* [Activity]: Please repeat the records, word for word and without gaps.

[Opening Data shown section]

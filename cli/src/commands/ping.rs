use std::time::Duration;

use bugscan_common::{config::Config, info, input};
use bugscan_probes::{PingOptions, PingProbe, ping as ping_probe};

use super::{PingArgs, run_scan};

pub async fn ping(args: PingArgs, cfg: &Config) -> anyhow::Result<()> {
    let hosts: Vec<String> = input::read_lines(&args.filename)?;
    info!("Pinging hosts on port {}", args.port);

    let probe = PingProbe::new(PingOptions {
        port: args.port,
        timeout: Duration::from_secs(args.timeout),
    });

    run_scan(probe, ping_probe::jobs(hosts), cfg, "Host").await;
    Ok(())
}
//! Two-column rows shared by the console table and the output file.

pub const IP_COLUMN_WIDTH: usize = 16;
pub const HOST_COLUMN_WIDTH: usize = 20;

/// Formats one result row: address left-justified to 16, host to 20.
pub fn row(ip: &str, host: &str) -> String {
    format!(
        "{:<ip_w$} {:<host_w$}",
        ip,
        host,
        ip_w = IP_COLUMN_WIDTH,
        host_w = HOST_COLUMN_WIDTH
    )
}

/// The column titles and the dashed rule printed before any result.
pub fn header(host_title: &str) -> [String; 2] {
    [row("IP Address", host_title), row("----------", "----")]
}
use std::any::Any;
use std::collections::VecDeque;
use std::fmt;
use std::sync::{Mutex, PoisonError};

/// One unit of scan work.
///
/// `name` is what progress and result lines show. The payload is opaque to
/// the engine; only the probe that the job was built for knows its type and
/// reads it back with [`Job::payload`].
pub struct Job {
    name: String,
    payload: Box<dyn Any + Send + Sync>,
}

impl Job {
    pub fn new<T>(name: impl Into<String>, payload: T) -> Self
    where
        T: Any + Send + Sync,
    {
        Self {
            name: name.into(),
            payload: Box::new(payload),
        }
    }

    pub fn name(&self) -> &str {
        &self.name
    }

    /// Returns the payload if it is a `T`.
    pub fn payload<T: Any>(&self) -> Option<&T> {
        self.payload.downcast_ref::<T>()
    }
}

impl fmt::Debug for Job {
    fn fmt(&self, f: &mut fmt::Formatter<'_>) -> fmt::Result {
        f.debug_struct("Job")
            .field("name", &self.name)
            .finish_non_exhaustive()
    }
}

/// Shared FIFO the workers drain.
#[derive(Debug, Default)]
pub(crate) struct JobQueue {
    jobs: Mutex<VecDeque<Job>>,
}

impl JobQueue {
    pub(crate) fn new(jobs: VecDeque<Job>) -> Self {
        Self {
            jobs: Mutex::new(jobs),
        }
    }

    pub(crate) fn pop(&self) -> Option<Job> {
        self.jobs
            .lock()
            .unwrap_or_else(PoisonError::into_inner)
            .pop_front()
    }
}
//! # TCP Ping
//!
//! One connect attempt to `host:port`. Reaching the host is the whole test.

use std::sync::Arc;
use std::time::Duration;

use async_trait::async_trait;
use bugscan_common::utils::format;
use bugscan_core::{Ctx, Job, Probe};

use crate::dial::{self, Dialer, TcpDialer};

pub const DEFAULT_PORT: u16 = 80;
pub const DEFAULT_TIMEOUT: Duration = Duration::from_secs(2);

#[derive(Debug, Clone, Copy)]
pub struct PingOptions {
    pub port: u16,
    pub timeout: Duration,
}

impl Default for PingOptions {
    fn default() -> Self {
        Self {
            port: DEFAULT_PORT,
            timeout: DEFAULT_TIMEOUT,
        }
    }
}

pub struct PingProbe {
    opts: PingOptions,
    dialer: Arc<dyn Dialer>,
}

impl PingProbe {
    pub fn new(opts: PingOptions) -> Self {
        Self {
            opts,
            dialer: Arc::new(TcpDialer),
        }
    }

    pub fn with_dialer(mut self, dialer: impl Dialer + 'static) -> Self {
        self.dialer = Arc::new(dialer);
        self
    }
}

/// One job per host, named and keyed by the host itself.
pub fn jobs(hosts: impl IntoIterator<Item = String>) -> impl Iterator<Item = Job> {
    hosts.into_iter().map(|host| Job::new(host.clone(), host))
}

#[async_trait]
impl Probe for PingProbe {
    async fn probe(&self, ctx: Arc<Ctx>, job: Job) {
        let Some(host) = job.payload::<String>() else {
            return;
        };

        let Ok(stream) = self
            .dialer
            .dial(host, self.opts.port, self.opts.timeout)
            .await
        else {
            return;
        };

        let row: String = format::row(&dial::peer_ip(&stream), host);
        drop(stream);

        ctx.scan_success(row.clone());
        ctx.log(row);
    }
}

// ╔════════════════════════════════════════════╗
// ║ ████████╗███████╗███████╗████████╗███████╗ ║
// ║ ╚══██╔══╝██╔════╝██╔════╝╚══██╔══╝██╔════╝ ║
// ║    ██║   █████╗  ███████╗   ██║   ███████╗ ║
// ║    ██║   ██╔══╝  ╚════██║   ██║   ╚════██║ ║
// ║    ██║   ███████╗███████║   ██║   ███████║ ║
// ║    ╚═╝   ╚══════╝╚══════╝   ╚═╝   ╚══════╝ ║
// ╚════════════════════════════════════════════╝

[Closing Data shown section]

* [Answer box]:
filename cli/src/commands/ping.rs
use std::time::Duration;

use bugscan_common::{config::Config, info, input};
use bugscan_probes::{PingOptions, PingProbe, ping as ping_probe};

use super::{PingArgs, run_scan};

pub async fn ping(args: PingArgs, cfg: &Config) -> anyhow::Result<()> {
    let hosts: Vec<String> = input::read_lines(&args.filename)?;
    info!("Pinging hosts on port {}", args.port);

    let probe = PingProbe::new(PingOptions {
        port: args.port,
        timeout: Duration::from_secs(args.timeout),
    });

    run_scan(probe, ping_probe::jobs(hosts), cfg, "Host").await;
    Ok(())
}
//! Two-column rows shared by the console table and the output file.

pub const IP_COLUMN_WIDTH: usize = 16;
pub const HOST_COLUMN_WIDTH: usize = 20;

/// Formats one result row: address left-justified to 16, host to 20.
pub fn row(ip: &str, host: &str) -> String {
    format!(
        "{:<ip_w$} {:<host_w$}",
        ip,
        host,
        ip_w = IP_COLUMN_WIDTH,
        host_w = HOST_COLUMN_WIDTH
    )
}

/// The column titles and the dashed rule printed before any result.
pub fn header(host_title: &str) -> [String; 2] {
    [row("IP Address", host_title), row("----------", "----")]
}
use std::any::Any;
use std::collections::VecDeque;
use std::fmt;
use std::sync::{Mutex, PoisonError};

/// One unit of scan work.
///
/// `name` is what progress and result lines show. The payload is opaque to
/// the engine; only the probe that the job was built for knows its type and
/// reads it back with [`Job::payload`].
pub struct Job {
    name: String,
    payload: Box<dyn Any + Send + Sync>,
}

impl Job {
    pub fn new<T>(name: impl Into<String>, payload: T) -> Self
    where
        T: Any + Send + Sync,
    {
        Self {
            name: name.into(),
            payload: Box::new(payload),
        }
    }

    pub fn name(&self) -> &str {
        &self.name
    }

    /// Returns the payload if it is a `T`.
    pub fn payload<T: Any>(&self) -> Option<&T> {
        self.payload.downcast_ref::<T>()
    }
}

impl fmt::Debug for Job {
    fn fmt(&self, f: &mut fmt::Formatter<'_>) -> fmt::Result {
        f.debug_struct("Job")
            .field("name", &self.name)
            .finish_non_exhaustive()
    }
}

/// Shared FIFO the workers drain.
#[derive(Debug, Default)]
pub(crate) struct JobQueue {
    jobs: Mutex<VecDeque<Job>>,
}

impl JobQueue {
    pub(crate) fn new(jobs: VecDeque<Job>) -> Self {
        Self {
            jobs: Mutex::new(jobs),
        }
    }

    pub(crate) fn pop(&self) -> Option<Job> {
        self.jobs
            .lock()
            .unwrap_or_else(PoisonError::into_inner)
            .pop_front()
    }
}
//! # TCP Ping
//!
//! One connect attempt to `host:port`. Reaching the host is the whole test.

use std::sync::Arc;
use std::time::Duration;

use async_trait::async_trait;
use bugscan_common::utils::format;
use bugscan_core::{Ctx, Job, Probe};

use crate::dial::{self, Dialer, TcpDialer};

pub const DEFAULT_PORT: u16 = 80;
pub const DEFAULT_TIMEOUT: Duration = Duration::from_secs(2);

#[derive(Debug, Clone, Copy)]
pub struct PingOptions {
    pub port: u16,
    pub timeout: Duration,
}

impl Default for PingOptions {
    fn default() -> Self {
        Self {
            port: DEFAULT_PORT,
            timeout: DEFAULT_TIMEOUT,
        }
    }
}

pub struct PingProbe {
    opts: PingOptions,
    dialer: Arc<dyn Dialer>,
}

impl PingProbe {
    pub fn new(opts: PingOptions) -> Self {
        Self {
            opts,
            dialer: Arc::new(TcpDialer),
        }
    }

    pub fn with_dialer(mut self, dialer: impl Dialer + 'static) -> Self {
        self.dialer = Arc::new(dialer);
        self
    }
}

/// One job per host, named and keyed by the host itself.
pub fn jobs(hosts: impl IntoIterator<Item = String>) -> impl Iterator<Item = Job> {
    hosts.into_iter().map(|host| Job::new(host.clone(), host))
}

#[async_trait]
impl Probe for PingProbe {
    async fn probe(&self, ctx: Arc<Ctx>, job: Job) {
        let Some(host) = job.payload::<String>() else {
            return;
        };

        let Ok(stream) = self
            .dialer
            .dial(host, self.opts.port, self.opts.timeout)
            .await
        else {
            return;
        };

        let row: String = format::row(&dial::peer_ip(&stream), host);
        drop(stream);

        ctx.scan_success(row.clone());
        ctx.log(row);
    }
}

// ╔════════════════════════════════════════════╗
// ║ ████████╗███████╗███████╗████████╗███████╗ ║
// ║ ╚══██╔══╝██╔════╝██╔════╝╚══██╔══╝██╔════╝ ║
// ║    ██║   █████╗  ███████╗   ██║   ███████╗ ║
// ║    ██║   ██╔══╝  ╚════██║   ██║   ╚════██║ ║
// ║    ██║   ███████╗███████║   ██║   ███████║ ║
// ║    ╚═╝   ╚══════╝╚══════╝   ╚═╝   ╚══════╝ ║
// ╚════════════════════════════════════════════╝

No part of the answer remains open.